The move will mean a revenue loss of about €100 million ($114 million) for XL, which would mainly occur in 2020.

“€100 million is a lot of money but, when you take into account Axa’s world revenue, this is something we can absorb in terms of activity growth,” said Jad Ariss, Axa’s head of public affairs and corporate responsibility.

Axa reported annual group revenues of €98.6 billion for 2017.

Bermuda-based XL Group Ltd., bought by Axa earlier this year in a $15 billion deal, mainly handles property/casualty insurance in the United States.

A number of European insurers and banks have committed to pull back for most polluting industries under pressure from environmentalist groups and activist investors.

Axa's announcement over its XL division follows Italian rival Assicurazioni Generali SpA's pledge earlier this month to stop offering insurance coverage to new coal mines and plants.

Other insurance industry players such Scor SE, Swiss Re Ltd. and Zurich Insurance Group Ltd. have also announced certain restrictions on carbon intensive industries.

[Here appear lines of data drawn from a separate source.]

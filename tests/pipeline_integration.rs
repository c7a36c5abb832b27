//! Integration tests for the context pipeline
//!
//! Runs the full retrieve -> generate flow against in-process collaborators.

mod common;

use async_trait::async_trait;
use std::sync::atomic::{AtomicBool, Ordering};
use std::sync::Arc;
use std::time::Duration;
use tokio::sync::Barrier;

use citerag::generation::{Completion, Generator};
use citerag::rag::{ContextPipeline, PipelineConfig, PipelineOutcome};
use citerag::{ChatMessage, GenerationError, PipelineError};
use common::{scored_passages, shared, FailingRetriever, FixedRetriever, RecordingGenerator};

fn conversation() -> Vec<ChatMessage> {
    vec![
        ChatMessage::system("You are a helpful assistant."),
        ChatMessage::user("What is in the documents?"),
    ]
}

#[tokio::test]
async fn test_single_mode_filters_and_cites() {
    let retriever = shared(FixedRetriever::new(scored_passages(&[0.9, 0.8, 0.7, 0.3, 0.1])));
    let generator = shared(RecordingGenerator::succeeding());
    let pipeline = ContextPipeline::new(retriever.clone(), generator.clone());

    let config = PipelineConfig {
        min_similarity: 0.5,
        ..Default::default()
    };
    let result = pipeline
        .run("What is in the documents?", &conversation(), &config)
        .await
        .unwrap();

    let PipelineOutcome::Single {
        completion,
        metadata,
        messages,
    } = result.outcome
    else {
        panic!("expected single-mode outcome");
    };

    assert!(completion.content.starts_with("answer from"));
    assert_eq!(metadata.initial_chunks, 5);
    assert_eq!(metadata.filtered_chunks, 3);
    assert_eq!(metadata.final_chunks, 3);
    assert!(!metadata.fallback_triggered);
    assert_eq!(metadata.reranker_type, "none");

    assert_eq!(messages.len(), 2);
    assert_eq!(messages[0].content, "You are a helpful assistant.");
    let prompt = &messages[1].content;
    assert!(prompt.contains("[doc0:doc0:0]"));
    assert!(prompt.contains("[doc2:doc2:2]"));
    assert!(!prompt.contains("[doc3:doc3:3]"));
    assert!(prompt.ends_with("Question: What is in the documents?"));

    assert_eq!(generator.prompts().len(), 1);
    assert_eq!(retriever.calls.load(Ordering::SeqCst), 1);
}

#[tokio::test]
async fn test_strict_threshold_falls_back_to_top_two() {
    let retriever = shared(FixedRetriever::new(scored_passages(&[0.9, 0.8, 0.7, 0.3, 0.1])));
    let pipeline = ContextPipeline::new(retriever, shared(RecordingGenerator::succeeding()));

    let config = PipelineConfig {
        min_similarity: 0.95,
        min_chunks: 2,
        ..Default::default()
    };
    let result = pipeline.run("q", &conversation(), &config).await.unwrap();

    let PipelineOutcome::Single { metadata, .. } = result.outcome else {
        panic!("expected single-mode outcome");
    };
    assert!(metadata.fallback_triggered);
    assert_eq!(metadata.filtered_chunks, 2);
    assert_eq!(metadata.scores_range, Some((0.1, 0.9)));
}

#[tokio::test]
async fn test_retrieval_failure_degrades_to_plain_prompt() {
    let generator = shared(RecordingGenerator::succeeding());
    let pipeline = ContextPipeline::new(shared(FailingRetriever), generator.clone());

    let result = pipeline
        .run("What is in the documents?", &conversation(), &PipelineConfig::default())
        .await
        .unwrap();

    let PipelineOutcome::Single { metadata, messages, .. } = result.outcome else {
        panic!("expected single-mode outcome");
    };
    assert_eq!(metadata.initial_chunks, 0);
    assert_eq!(metadata.context_size, 0);
    assert_eq!(messages, conversation());
    assert_eq!(generator.prompts()[0], conversation());
}

#[tokio::test]
async fn test_compare_mode_runs_both_branches() {
    let retriever = shared(FixedRetriever::new(scored_passages(&[0.9, 0.8, 0.7, 0.3, 0.1])));
    let generator = shared(RecordingGenerator::succeeding());
    let pipeline = ContextPipeline::new(retriever.clone(), generator.clone());

    let config = PipelineConfig {
        min_similarity: 0.5,
        compare_mode: true,
        reranker_enabled: true,
        reranker_type: "noop".to_string(),
        ..Default::default()
    };
    let result = pipeline.run("q", &conversation(), &config).await.unwrap();

    let PipelineOutcome::Compare { baseline, enhanced } = result.outcome else {
        panic!("expected compare-mode outcome");
    };

    assert!(baseline.is_success());
    assert!(enhanced.is_success());
    assert_eq!(baseline.metadata.final_chunks, 5);
    assert_eq!(baseline.metadata.reranker_type, "none");
    assert_eq!(enhanced.metadata.filtered_chunks, 3);
    assert_eq!(enhanced.metadata.reranker_type, "noop");
    assert!(baseline.messages[1].content.contains("[doc4:doc4:4]"));
    assert!(!enhanced.messages[1].content.contains("[doc4:doc4:4]"));

    // One retrieval shared by both branches, two generations
    assert_eq!(retriever.calls.load(Ordering::SeqCst), 1);
    assert_eq!(generator.prompts().len(), 2);
}

#[tokio::test]
async fn test_compare_mode_reports_enhanced_failure() {
    let retriever = shared(FixedRetriever::new(scored_passages(&[0.9, 0.8, 0.7, 0.3, 0.1])));
    // Only the baseline prompt carries the low-scoring passages
    let generator = shared(RecordingGenerator::failing_when(|messages| {
        !messages.iter().any(|m| m.content.contains("[doc3:doc3:3]"))
    }));
    let pipeline = ContextPipeline::new(retriever, generator);

    let config = PipelineConfig {
        min_similarity: 0.5,
        compare_mode: true,
        ..Default::default()
    };
    let result = pipeline.run("q", &conversation(), &config).await.unwrap();

    let PipelineOutcome::Compare { baseline, enhanced } = result.outcome else {
        panic!("expected compare-mode outcome");
    };

    assert!(baseline.answer.is_some());
    assert!(baseline.error.is_none());
    assert!(enhanced.answer.is_none());
    let error = enhanced.error.expect("enhanced branch error");
    assert_eq!(error.kind, "generation_upstream_error");
    assert!(error.detail.contains("model overloaded"));
    assert_eq!(enhanced.metadata.filtered_chunks, 3);
}

#[tokio::test]
async fn test_compare_mode_both_failing_is_an_error() {
    let retriever = shared(FixedRetriever::new(scored_passages(&[0.9])));
    let pipeline = ContextPipeline::new(retriever, shared(RecordingGenerator::failing_when(|_| true)));

    let config = PipelineConfig {
        compare_mode: true,
        ..Default::default()
    };
    let err = pipeline.run("q", &conversation(), &config).await.unwrap_err();

    assert!(matches!(err, PipelineError::AllBranchesFailed { .. }));
    assert_eq!(err.to_payload().kind, "all_branches_failed");
}

#[tokio::test]
async fn test_single_mode_generation_failure_is_fatal() {
    let retriever = shared(FixedRetriever::new(scored_passages(&[0.9])));
    let pipeline = ContextPipeline::new(retriever, shared(RecordingGenerator::failing_when(|_| true)));

    let err = pipeline
        .run("q", &conversation(), &PipelineConfig::default())
        .await
        .unwrap_err();

    assert!(matches!(err, PipelineError::Generation(GenerationError::Upstream { .. })));
}

#[tokio::test]
async fn test_missing_user_message_is_rejected_before_retrieval() {
    let retriever = shared(FixedRetriever::new(scored_passages(&[0.9])));
    let pipeline = ContextPipeline::new(retriever.clone(), shared(RecordingGenerator::succeeding()));

    let err = pipeline
        .run("q", &[ChatMessage::system("only rules")], &PipelineConfig::default())
        .await
        .unwrap_err();

    assert!(matches!(err, PipelineError::NoUserMessage));
    assert_eq!(retriever.calls.load(Ordering::SeqCst), 0);
}

#[tokio::test]
async fn test_caller_messages_left_untouched() {
    let retriever = shared(FixedRetriever::new(scored_passages(&[0.9, 0.8])));
    let pipeline = ContextPipeline::new(retriever, shared(RecordingGenerator::succeeding()));
    let messages = conversation();

    let config = PipelineConfig {
        compare_mode: true,
        ..Default::default()
    };
    pipeline.run("q", &messages, &config).await.unwrap();

    assert_eq!(messages, conversation());
}

/// Both calls must be in flight at once to get past the barrier
struct RendezvousGenerator {
    barrier: Barrier,
}

#[async_trait]
impl Generator for RendezvousGenerator {
    async fn generate(&self, _messages: &[ChatMessage]) -> Result<Completion, GenerationError> {
        self.barrier.wait().await;
        Ok(Completion {
            content: "met".to_string(),
            token_usage: None,
            model: "rendezvous".to_string(),
            latency_ms: 0,
        })
    }
}

#[tokio::test]
async fn test_compare_generations_run_concurrently() {
    let retriever = shared(FixedRetriever::new(scored_passages(&[0.9, 0.8])));
    let generator = shared(RendezvousGenerator {
        barrier: Barrier::new(2),
    });
    let pipeline = ContextPipeline::new(retriever, generator);

    let config = PipelineConfig {
        compare_mode: true,
        ..Default::default()
    };
    let result = tokio::time::timeout(
        Duration::from_secs(5),
        pipeline.run("q", &conversation(), &config),
    )
    .await
    .expect("branches should not wait on each other")
    .unwrap();

    assert!(matches!(result.outcome, PipelineOutcome::Compare { .. }));
}

/// Never finishes; flags when its future is dropped
struct HangingGenerator {
    dropped: Arc<AtomicBool>,
}

struct DropFlag(Arc<AtomicBool>);

impl Drop for DropFlag {
    fn drop(&mut self) {
        self.0.store(true, Ordering::SeqCst);
    }
}

#[async_trait]
impl Generator for HangingGenerator {
    async fn generate(&self, _messages: &[ChatMessage]) -> Result<Completion, GenerationError> {
        let _flag = DropFlag(self.dropped.clone());
        std::future::pending::<()>().await;
        unreachable!()
    }
}

#[tokio::test]
async fn test_timeout_cancels_in_flight_generation() {
    let dropped = Arc::new(AtomicBool::new(false));
    let retriever = shared(FixedRetriever::new(scored_passages(&[0.9])));
    let generator = shared(HangingGenerator {
        dropped: dropped.clone(),
    });
    let pipeline = ContextPipeline::new(retriever, generator);

    let outcome = tokio::time::timeout(
        Duration::from_millis(50),
        pipeline.run("q", &conversation(), &PipelineConfig::default()),
    )
    .await;

    assert!(outcome.is_err());
    assert!(dropped.load(Ordering::SeqCst));
}

#[tokio::test]
async fn test_result_serializes_for_callers() {
    let retriever = shared(FixedRetriever::new(scored_passages(&[0.9, 0.2])));
    let pipeline = ContextPipeline::new(retriever, shared(RecordingGenerator::succeeding()));

    let config = PipelineConfig {
        compare_mode: true,
        ..Default::default()
    };
    let result = pipeline.run("q", &conversation(), &config).await.unwrap();
    let json = serde_json::to_value(&result).unwrap();

    assert_eq!(json["mode"], "compare");
    assert_eq!(json["query"], "q");
    assert!(json["baseline"]["answer"].is_string());
    assert_eq!(json["enhanced"]["metadata"]["initial_chunks"], 2);
    assert!(json["request_id"].is_string());
}

/// Reverses passage order so the effect is visible in the prompt
struct ReversingReranker;

#[async_trait]
impl citerag::rag::Reranker for ReversingReranker {
    fn name(&self) -> &str {
        "reverse"
    }

    async fn rerank(
        &self,
        _query: &str,
        mut passages: Vec<citerag::ScoredPassage>,
    ) -> Vec<citerag::ScoredPassage> {
        passages.reverse();
        passages
    }
}

#[tokio::test]
async fn test_registered_reranker_orders_context() {
    let mut registry = citerag::rag::RerankerRegistry::new();
    registry.register(ReversingReranker);

    let retriever = shared(FixedRetriever::new(scored_passages(&[0.9, 0.8])));
    let pipeline = ContextPipeline::with_rerankers(
        retriever,
        shared(RecordingGenerator::succeeding()),
        registry,
    );

    let config = PipelineConfig {
        reranker_enabled: true,
        reranker_type: "reverse".to_string(),
        ..Default::default()
    };
    let result = pipeline.run("q", &conversation(), &config).await.unwrap();

    let PipelineOutcome::Single { metadata, messages, .. } = result.outcome else {
        panic!("expected single-mode outcome");
    };
    assert_eq!(metadata.reranker_type, "reverse");
    let prompt = &messages[1].content;
    let first = prompt.find("[doc1:doc1:1]").unwrap();
    let second = prompt.find("[doc0:doc0:0]").unwrap();
    assert!(first < second);
}

#[tokio::test]
async fn test_default_threshold_keeps_negative_scores() {
    let retriever = shared(FixedRetriever::new(scored_passages(&[0.5, -0.1, -0.2])));
    let pipeline = ContextPipeline::new(retriever, shared(RecordingGenerator::succeeding()));

    let result = pipeline
        .run("q", &conversation(), &PipelineConfig::default())
        .await
        .unwrap();

    let PipelineOutcome::Single { metadata, messages, .. } = result.outcome else {
        panic!("expected single-mode outcome");
    };
    assert_eq!(metadata.filtered_chunks, 3);
    assert_eq!(metadata.final_chunks, 3);
    assert!(!metadata.fallback_triggered);
    assert!(messages[1].content.contains("[doc2:doc2:2]"));
}

#[tokio::test]
async fn test_blank_passages_never_cited() {
    let mut passages = scored_passages(&[0.9, 0.8]);
    passages[1].text = "  \n".to_string();
    let retriever = shared(FixedRetriever::new(passages));
    let pipeline = ContextPipeline::new(retriever, shared(RecordingGenerator::succeeding()));

    let result = pipeline
        .run("q", &conversation(), &PipelineConfig::default())
        .await
        .unwrap();

    let PipelineOutcome::Single { metadata, messages, .. } = result.outcome else {
        panic!("expected single-mode outcome");
    };
    assert_eq!(metadata.initial_chunks, 1);
    assert!(messages[1].content.contains("[doc0:doc0:0]"));
    assert!(!messages[1].content.contains("[doc1:doc1:1]"));
}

European insurers have been more proactive than rivals in the United States in terms of their climate change policies.

Reducing insurance coverage of the coal industry raises costs for coal power generation, which could increase pressure on utilities to switch to cleaner energy.

Next month, the United Nations climate change conference takes place in Poland.

XL will also — similar to its parent Axa — stop investing in assets related to coal and tar sands. The company will sell €660 million worth of financial assets starting in 2019, said Mr. Ariss.

XL will also refrain from investing in assets related to the tobacco industry and assets related to chemical and biological weapons, cluster bombs or anti-personnel mines, Mr. Ariss added.